Task description> A single number is the answer here: the count of lines in the records below in which the word "Result" appears.

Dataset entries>
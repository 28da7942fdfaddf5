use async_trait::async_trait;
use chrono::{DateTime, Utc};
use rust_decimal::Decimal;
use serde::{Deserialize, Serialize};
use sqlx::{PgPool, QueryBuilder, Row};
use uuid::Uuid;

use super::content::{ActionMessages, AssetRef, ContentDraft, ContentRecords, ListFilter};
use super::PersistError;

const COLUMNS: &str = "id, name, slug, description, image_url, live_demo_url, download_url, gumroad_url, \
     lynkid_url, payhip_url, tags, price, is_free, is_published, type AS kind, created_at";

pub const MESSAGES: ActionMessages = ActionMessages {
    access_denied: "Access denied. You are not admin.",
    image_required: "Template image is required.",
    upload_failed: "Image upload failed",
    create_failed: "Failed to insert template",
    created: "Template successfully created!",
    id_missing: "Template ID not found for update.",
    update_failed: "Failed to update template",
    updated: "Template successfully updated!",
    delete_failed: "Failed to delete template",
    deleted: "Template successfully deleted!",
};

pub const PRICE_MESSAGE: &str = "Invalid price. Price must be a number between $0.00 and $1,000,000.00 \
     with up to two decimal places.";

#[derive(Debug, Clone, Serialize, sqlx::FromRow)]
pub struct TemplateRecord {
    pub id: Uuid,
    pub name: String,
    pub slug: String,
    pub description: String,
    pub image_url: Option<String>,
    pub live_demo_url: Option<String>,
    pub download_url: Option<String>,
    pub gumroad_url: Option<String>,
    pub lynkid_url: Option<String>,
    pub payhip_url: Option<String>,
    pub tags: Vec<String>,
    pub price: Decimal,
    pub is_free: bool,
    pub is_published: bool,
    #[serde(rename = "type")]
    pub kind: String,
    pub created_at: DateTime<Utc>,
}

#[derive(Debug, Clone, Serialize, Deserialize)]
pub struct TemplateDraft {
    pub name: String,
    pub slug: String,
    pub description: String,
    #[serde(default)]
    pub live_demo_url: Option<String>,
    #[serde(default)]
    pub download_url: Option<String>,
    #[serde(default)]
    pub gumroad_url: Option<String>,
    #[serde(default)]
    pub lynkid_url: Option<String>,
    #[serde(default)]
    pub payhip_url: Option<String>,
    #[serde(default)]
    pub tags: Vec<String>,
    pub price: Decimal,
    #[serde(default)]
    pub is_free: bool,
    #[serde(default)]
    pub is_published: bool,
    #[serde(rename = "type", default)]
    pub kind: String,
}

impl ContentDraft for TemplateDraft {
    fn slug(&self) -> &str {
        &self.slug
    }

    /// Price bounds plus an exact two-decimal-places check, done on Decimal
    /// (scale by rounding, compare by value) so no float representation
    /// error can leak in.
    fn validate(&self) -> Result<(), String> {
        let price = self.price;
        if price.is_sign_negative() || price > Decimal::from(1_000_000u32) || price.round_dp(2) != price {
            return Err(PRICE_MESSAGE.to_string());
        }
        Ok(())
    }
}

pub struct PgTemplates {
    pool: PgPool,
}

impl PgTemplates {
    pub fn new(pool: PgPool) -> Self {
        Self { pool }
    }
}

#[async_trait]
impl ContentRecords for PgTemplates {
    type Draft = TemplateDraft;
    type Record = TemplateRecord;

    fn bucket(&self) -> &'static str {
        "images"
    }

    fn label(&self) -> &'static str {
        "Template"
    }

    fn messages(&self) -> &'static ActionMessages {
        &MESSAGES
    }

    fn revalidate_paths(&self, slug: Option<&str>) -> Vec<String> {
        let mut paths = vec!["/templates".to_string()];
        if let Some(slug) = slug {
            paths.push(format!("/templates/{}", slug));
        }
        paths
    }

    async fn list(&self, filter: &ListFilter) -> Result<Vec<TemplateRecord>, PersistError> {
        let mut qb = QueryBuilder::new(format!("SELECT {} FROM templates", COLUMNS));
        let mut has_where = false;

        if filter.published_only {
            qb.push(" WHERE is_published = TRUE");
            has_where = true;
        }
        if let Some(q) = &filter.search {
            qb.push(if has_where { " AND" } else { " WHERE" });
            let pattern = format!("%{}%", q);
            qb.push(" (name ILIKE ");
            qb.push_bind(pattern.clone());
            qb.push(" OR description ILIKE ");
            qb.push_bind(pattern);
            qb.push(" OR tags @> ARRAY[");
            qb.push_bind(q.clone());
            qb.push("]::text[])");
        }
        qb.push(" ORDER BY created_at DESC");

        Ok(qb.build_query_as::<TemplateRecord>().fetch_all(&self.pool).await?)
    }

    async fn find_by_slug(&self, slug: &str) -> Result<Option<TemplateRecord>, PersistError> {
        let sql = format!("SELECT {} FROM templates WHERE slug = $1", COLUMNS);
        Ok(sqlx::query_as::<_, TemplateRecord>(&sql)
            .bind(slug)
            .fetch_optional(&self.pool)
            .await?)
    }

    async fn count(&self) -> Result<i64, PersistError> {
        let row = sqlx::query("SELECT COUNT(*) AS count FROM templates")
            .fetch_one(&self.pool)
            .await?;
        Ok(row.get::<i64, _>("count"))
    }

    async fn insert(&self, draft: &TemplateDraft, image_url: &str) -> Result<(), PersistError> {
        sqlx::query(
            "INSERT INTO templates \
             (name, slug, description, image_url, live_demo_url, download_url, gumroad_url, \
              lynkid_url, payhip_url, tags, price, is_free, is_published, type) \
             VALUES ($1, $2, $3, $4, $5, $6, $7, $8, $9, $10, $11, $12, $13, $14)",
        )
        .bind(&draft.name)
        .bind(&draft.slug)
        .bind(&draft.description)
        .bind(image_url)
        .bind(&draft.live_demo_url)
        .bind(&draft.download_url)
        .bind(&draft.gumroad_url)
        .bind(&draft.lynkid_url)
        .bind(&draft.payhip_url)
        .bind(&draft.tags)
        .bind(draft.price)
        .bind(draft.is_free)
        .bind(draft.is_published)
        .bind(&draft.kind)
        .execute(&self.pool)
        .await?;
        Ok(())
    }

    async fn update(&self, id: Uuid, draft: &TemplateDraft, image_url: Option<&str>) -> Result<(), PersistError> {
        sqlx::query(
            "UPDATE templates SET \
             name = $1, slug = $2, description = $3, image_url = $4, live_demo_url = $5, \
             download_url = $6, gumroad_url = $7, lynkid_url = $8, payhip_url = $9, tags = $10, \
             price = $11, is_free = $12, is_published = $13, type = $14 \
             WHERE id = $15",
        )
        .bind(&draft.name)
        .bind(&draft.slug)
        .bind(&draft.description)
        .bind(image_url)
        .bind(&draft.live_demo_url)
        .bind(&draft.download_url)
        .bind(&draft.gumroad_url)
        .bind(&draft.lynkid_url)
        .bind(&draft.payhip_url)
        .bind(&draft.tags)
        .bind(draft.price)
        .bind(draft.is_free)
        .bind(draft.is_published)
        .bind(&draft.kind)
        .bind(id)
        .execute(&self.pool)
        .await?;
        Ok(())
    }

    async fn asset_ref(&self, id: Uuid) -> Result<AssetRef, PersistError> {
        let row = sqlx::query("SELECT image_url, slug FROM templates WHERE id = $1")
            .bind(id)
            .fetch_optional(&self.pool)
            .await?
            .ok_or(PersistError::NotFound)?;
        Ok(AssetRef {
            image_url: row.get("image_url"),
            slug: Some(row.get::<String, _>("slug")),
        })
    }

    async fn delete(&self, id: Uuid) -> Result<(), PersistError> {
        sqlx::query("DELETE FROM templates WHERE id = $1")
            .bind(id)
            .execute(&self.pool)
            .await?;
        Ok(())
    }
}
==
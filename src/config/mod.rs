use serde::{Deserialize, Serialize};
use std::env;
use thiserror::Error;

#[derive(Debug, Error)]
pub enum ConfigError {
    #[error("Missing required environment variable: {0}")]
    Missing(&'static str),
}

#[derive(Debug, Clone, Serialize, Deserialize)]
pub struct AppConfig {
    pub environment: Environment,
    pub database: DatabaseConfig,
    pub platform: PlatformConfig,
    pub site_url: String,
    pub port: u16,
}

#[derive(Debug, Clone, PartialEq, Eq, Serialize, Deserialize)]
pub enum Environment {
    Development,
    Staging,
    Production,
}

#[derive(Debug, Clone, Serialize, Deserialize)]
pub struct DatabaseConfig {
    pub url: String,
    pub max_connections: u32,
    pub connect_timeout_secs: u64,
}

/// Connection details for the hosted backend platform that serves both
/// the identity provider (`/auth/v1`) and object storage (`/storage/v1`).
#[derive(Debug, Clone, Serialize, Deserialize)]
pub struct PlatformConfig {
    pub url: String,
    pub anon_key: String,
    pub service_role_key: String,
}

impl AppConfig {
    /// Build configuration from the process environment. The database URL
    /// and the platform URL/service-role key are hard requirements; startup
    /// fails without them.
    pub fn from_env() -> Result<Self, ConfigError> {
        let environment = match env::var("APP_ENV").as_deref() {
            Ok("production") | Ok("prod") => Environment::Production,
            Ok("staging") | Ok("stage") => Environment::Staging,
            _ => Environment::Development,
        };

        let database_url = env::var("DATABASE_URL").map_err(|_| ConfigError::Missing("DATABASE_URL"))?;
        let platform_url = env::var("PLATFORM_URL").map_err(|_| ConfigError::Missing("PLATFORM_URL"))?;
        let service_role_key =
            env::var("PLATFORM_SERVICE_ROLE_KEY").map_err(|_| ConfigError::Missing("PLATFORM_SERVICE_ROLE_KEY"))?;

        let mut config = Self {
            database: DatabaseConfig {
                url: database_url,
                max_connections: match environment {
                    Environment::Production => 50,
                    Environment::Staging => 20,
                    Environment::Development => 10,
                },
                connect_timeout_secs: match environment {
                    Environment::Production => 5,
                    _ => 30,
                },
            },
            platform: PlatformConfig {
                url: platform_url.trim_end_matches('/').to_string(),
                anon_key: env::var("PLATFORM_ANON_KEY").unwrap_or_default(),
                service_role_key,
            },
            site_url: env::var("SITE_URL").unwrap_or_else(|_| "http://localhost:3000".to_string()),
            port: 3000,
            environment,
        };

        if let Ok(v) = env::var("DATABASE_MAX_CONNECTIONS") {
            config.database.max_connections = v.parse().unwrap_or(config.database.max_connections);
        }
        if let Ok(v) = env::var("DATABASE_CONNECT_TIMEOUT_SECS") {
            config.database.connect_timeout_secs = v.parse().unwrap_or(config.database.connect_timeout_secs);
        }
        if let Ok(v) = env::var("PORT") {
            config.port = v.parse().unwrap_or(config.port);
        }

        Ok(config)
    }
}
==
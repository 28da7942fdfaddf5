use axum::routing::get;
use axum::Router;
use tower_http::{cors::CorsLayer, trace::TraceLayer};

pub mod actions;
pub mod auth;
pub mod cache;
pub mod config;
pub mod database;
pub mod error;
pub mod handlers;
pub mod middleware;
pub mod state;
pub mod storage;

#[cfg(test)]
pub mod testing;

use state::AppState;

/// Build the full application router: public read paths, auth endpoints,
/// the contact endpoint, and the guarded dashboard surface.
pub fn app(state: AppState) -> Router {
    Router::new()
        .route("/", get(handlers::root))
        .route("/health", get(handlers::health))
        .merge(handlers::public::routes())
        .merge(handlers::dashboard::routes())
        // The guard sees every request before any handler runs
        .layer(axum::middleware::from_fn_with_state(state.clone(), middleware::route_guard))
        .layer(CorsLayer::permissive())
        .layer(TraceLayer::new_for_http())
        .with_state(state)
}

Solution to this exercise> 9